• _Directions for this task_:
Return exactly the listing's lines, from its first line to the line holding "pub const MAX_SAMPLE_RATE: u32 = 384_000;", ends included.

• _Dataset content_:
+ + +
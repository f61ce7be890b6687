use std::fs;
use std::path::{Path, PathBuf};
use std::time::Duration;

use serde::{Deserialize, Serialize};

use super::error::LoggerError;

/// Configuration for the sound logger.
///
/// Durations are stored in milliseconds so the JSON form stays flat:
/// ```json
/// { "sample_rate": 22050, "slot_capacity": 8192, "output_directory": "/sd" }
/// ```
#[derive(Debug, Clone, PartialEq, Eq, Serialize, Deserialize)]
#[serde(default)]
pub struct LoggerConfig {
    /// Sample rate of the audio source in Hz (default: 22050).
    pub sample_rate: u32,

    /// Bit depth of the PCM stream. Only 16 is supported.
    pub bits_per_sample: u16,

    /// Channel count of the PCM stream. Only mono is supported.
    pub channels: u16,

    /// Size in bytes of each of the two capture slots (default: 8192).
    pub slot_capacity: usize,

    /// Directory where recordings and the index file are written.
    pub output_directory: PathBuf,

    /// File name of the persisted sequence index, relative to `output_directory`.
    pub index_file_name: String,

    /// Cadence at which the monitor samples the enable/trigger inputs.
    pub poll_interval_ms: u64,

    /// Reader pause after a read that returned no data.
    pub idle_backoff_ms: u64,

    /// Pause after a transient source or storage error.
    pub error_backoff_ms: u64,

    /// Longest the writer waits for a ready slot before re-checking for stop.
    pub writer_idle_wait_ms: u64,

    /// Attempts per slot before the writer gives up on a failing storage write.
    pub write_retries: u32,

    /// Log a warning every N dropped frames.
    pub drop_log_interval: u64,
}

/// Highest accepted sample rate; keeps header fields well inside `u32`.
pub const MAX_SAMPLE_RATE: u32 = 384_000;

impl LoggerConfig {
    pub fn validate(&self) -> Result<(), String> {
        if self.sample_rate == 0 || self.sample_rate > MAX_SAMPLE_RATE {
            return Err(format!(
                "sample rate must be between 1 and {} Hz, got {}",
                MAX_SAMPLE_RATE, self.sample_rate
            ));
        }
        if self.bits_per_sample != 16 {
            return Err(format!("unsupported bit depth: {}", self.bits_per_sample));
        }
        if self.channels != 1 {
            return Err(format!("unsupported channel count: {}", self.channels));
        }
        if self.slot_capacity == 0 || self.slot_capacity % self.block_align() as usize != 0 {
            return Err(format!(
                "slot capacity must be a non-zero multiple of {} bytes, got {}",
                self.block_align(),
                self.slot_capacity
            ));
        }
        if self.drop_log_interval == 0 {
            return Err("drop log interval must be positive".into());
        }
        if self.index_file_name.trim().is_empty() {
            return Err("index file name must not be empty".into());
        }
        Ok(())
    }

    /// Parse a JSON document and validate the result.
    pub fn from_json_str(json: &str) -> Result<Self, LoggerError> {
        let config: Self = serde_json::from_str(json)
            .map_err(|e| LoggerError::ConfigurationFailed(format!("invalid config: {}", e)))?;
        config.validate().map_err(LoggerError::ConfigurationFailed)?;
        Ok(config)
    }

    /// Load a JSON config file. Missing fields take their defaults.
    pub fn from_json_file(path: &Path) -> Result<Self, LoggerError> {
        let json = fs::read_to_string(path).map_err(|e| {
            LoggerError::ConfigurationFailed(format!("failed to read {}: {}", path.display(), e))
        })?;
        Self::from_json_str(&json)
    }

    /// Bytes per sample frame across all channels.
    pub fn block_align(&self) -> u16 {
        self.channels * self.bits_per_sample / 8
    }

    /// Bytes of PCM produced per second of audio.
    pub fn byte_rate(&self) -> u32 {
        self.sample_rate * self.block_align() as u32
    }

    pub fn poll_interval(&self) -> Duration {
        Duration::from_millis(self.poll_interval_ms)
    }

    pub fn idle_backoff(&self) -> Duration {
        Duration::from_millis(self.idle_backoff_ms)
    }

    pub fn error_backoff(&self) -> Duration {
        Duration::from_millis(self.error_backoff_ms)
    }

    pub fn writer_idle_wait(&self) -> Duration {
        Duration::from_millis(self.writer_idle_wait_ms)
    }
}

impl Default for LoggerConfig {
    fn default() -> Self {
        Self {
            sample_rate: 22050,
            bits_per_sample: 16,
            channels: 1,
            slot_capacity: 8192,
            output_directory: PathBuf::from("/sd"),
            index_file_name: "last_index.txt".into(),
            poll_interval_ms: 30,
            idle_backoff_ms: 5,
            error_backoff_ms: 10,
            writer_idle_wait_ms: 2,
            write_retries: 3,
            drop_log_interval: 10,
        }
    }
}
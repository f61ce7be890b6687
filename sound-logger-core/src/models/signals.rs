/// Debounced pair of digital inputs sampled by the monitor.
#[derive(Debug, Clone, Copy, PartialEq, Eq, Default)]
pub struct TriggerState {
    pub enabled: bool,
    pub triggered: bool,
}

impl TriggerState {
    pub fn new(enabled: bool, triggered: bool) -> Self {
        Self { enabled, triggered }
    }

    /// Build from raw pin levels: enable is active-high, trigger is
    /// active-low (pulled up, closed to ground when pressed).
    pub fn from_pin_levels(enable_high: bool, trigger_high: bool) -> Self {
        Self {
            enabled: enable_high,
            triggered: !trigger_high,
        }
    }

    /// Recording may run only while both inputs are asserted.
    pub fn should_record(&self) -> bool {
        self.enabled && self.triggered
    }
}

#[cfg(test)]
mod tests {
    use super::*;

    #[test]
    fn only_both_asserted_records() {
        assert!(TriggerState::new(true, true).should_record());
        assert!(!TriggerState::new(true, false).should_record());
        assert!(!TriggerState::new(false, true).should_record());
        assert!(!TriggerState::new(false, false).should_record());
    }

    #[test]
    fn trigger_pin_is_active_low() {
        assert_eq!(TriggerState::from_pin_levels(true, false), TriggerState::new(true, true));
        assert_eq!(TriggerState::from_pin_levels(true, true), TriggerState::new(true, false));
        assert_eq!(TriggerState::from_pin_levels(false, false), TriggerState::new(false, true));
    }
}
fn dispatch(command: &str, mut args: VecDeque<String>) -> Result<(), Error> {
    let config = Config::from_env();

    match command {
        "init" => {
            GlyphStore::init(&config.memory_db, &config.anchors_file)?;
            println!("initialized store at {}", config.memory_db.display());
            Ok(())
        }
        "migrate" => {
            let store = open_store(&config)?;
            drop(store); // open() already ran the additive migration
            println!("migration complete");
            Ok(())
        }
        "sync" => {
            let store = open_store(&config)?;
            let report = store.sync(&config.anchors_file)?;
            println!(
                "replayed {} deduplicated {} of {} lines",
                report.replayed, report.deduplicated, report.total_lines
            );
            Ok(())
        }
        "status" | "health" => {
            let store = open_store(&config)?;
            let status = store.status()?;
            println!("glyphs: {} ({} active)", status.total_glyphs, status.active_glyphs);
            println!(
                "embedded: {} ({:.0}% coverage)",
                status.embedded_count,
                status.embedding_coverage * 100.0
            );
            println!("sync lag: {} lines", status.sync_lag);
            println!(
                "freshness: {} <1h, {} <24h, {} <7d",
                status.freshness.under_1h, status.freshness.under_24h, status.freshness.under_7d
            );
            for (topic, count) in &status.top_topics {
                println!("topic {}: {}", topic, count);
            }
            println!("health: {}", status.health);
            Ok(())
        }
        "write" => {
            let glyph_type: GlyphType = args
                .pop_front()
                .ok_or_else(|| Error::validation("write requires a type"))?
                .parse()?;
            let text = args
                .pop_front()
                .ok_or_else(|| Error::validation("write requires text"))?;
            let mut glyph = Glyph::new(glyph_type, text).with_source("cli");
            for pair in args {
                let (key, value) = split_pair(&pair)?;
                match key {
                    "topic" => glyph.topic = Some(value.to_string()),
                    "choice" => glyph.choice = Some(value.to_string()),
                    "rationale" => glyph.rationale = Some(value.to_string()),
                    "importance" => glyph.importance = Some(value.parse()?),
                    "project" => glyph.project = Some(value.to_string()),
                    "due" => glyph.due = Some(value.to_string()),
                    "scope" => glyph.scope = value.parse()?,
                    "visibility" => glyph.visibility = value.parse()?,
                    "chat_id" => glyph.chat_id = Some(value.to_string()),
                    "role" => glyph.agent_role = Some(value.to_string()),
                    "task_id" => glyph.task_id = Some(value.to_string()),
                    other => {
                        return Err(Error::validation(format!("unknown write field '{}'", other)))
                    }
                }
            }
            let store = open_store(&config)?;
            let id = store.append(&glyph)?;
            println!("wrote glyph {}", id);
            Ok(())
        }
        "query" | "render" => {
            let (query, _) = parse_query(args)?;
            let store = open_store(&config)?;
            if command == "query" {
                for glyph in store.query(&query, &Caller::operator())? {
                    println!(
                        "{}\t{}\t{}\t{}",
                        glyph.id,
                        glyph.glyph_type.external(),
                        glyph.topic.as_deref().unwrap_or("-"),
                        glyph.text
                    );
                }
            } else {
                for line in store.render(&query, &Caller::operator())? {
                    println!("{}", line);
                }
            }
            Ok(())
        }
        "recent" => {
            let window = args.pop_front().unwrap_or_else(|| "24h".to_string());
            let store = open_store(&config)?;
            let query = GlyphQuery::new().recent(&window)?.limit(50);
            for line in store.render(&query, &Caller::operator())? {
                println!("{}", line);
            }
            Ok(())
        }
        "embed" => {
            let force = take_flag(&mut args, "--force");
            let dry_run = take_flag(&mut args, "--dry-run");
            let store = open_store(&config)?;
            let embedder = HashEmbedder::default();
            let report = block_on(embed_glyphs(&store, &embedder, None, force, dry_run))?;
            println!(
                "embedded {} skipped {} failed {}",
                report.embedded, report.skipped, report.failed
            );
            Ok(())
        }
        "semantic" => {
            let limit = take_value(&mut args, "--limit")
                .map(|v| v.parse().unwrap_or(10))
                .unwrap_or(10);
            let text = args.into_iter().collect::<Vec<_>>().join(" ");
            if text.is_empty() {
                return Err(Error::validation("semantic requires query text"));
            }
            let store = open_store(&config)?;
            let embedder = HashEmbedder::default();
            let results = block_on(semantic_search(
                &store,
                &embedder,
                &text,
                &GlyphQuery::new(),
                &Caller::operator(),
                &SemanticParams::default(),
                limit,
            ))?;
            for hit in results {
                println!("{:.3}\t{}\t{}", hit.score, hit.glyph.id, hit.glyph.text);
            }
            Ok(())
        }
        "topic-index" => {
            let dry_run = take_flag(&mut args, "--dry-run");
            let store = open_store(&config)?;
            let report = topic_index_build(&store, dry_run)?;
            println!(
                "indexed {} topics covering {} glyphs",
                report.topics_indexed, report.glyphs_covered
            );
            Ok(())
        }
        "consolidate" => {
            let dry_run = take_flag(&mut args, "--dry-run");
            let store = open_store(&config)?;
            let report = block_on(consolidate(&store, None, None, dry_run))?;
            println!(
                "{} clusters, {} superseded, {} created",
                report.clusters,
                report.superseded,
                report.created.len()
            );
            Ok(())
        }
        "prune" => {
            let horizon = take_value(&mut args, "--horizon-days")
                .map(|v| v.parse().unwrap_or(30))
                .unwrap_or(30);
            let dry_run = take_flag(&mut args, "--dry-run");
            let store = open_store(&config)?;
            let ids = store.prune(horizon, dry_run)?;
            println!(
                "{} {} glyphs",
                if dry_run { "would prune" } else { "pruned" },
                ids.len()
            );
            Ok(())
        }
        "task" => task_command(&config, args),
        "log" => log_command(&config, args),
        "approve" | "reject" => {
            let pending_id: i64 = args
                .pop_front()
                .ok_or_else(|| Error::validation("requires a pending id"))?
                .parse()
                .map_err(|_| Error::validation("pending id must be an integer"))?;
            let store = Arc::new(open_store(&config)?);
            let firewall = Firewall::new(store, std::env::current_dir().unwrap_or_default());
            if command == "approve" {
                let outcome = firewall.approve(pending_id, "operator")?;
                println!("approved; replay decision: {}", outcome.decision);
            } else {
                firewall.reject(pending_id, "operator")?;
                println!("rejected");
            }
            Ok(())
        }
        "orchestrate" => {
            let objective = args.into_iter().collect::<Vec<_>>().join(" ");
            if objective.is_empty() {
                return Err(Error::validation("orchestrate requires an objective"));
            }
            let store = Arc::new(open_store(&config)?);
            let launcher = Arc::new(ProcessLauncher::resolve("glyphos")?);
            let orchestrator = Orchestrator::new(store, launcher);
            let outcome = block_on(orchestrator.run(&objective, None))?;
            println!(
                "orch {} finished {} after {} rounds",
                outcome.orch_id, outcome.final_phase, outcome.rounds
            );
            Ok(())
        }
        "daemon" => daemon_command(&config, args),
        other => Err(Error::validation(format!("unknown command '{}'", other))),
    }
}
+ + +
• _Solution to the exercise_:
repository f61ce7be890b6687
use std::fs;
use std::path::{Path, PathBuf};
use std::time::Duration;

use serde::{Deserialize, Serialize};

use super::error::LoggerError;

/// Configuration for the sound logger.
///
/// Durations are stored in milliseconds so the JSON form stays flat:
/// ```json
/// { "sample_rate": 22050, "slot_capacity": 8192, "output_directory": "/sd" }
/// ```
#[derive(Debug, Clone, PartialEq, Eq, Serialize, Deserialize)]
#[serde(default)]
pub struct LoggerConfig {
    /// Sample rate of the audio source in Hz (default: 22050).
    pub sample_rate: u32,

    /// Bit depth of the PCM stream. Only 16 is supported.
    pub bits_per_sample: u16,

    /// Channel count of the PCM stream. Only mono is supported.
    pub channels: u16,

    /// Size in bytes of each of the two capture slots (default: 8192).
    pub slot_capacity: usize,

    /// Directory where recordings and the index file are written.
    pub output_directory: PathBuf,

    /// File name of the persisted sequence index, relative to `output_directory`.
    pub index_file_name: String,

    /// Cadence at which the monitor samples the enable/trigger inputs.
    pub poll_interval_ms: u64,

    /// Reader pause after a read that returned no data.
    pub idle_backoff_ms: u64,

    /// Pause after a transient source or storage error.
    pub error_backoff_ms: u64,

    /// Longest the writer waits for a ready slot before re-checking for stop.
    pub writer_idle_wait_ms: u64,

    /// Attempts per slot before the writer gives up on a failing storage write.
    pub write_retries: u32,

    /// Log a warning every N dropped frames.
    pub drop_log_interval: u64,
}

/// Highest accepted sample rate; keeps header fields well inside `u32`.
pub const MAX_SAMPLE_RATE: u32 = 384_000;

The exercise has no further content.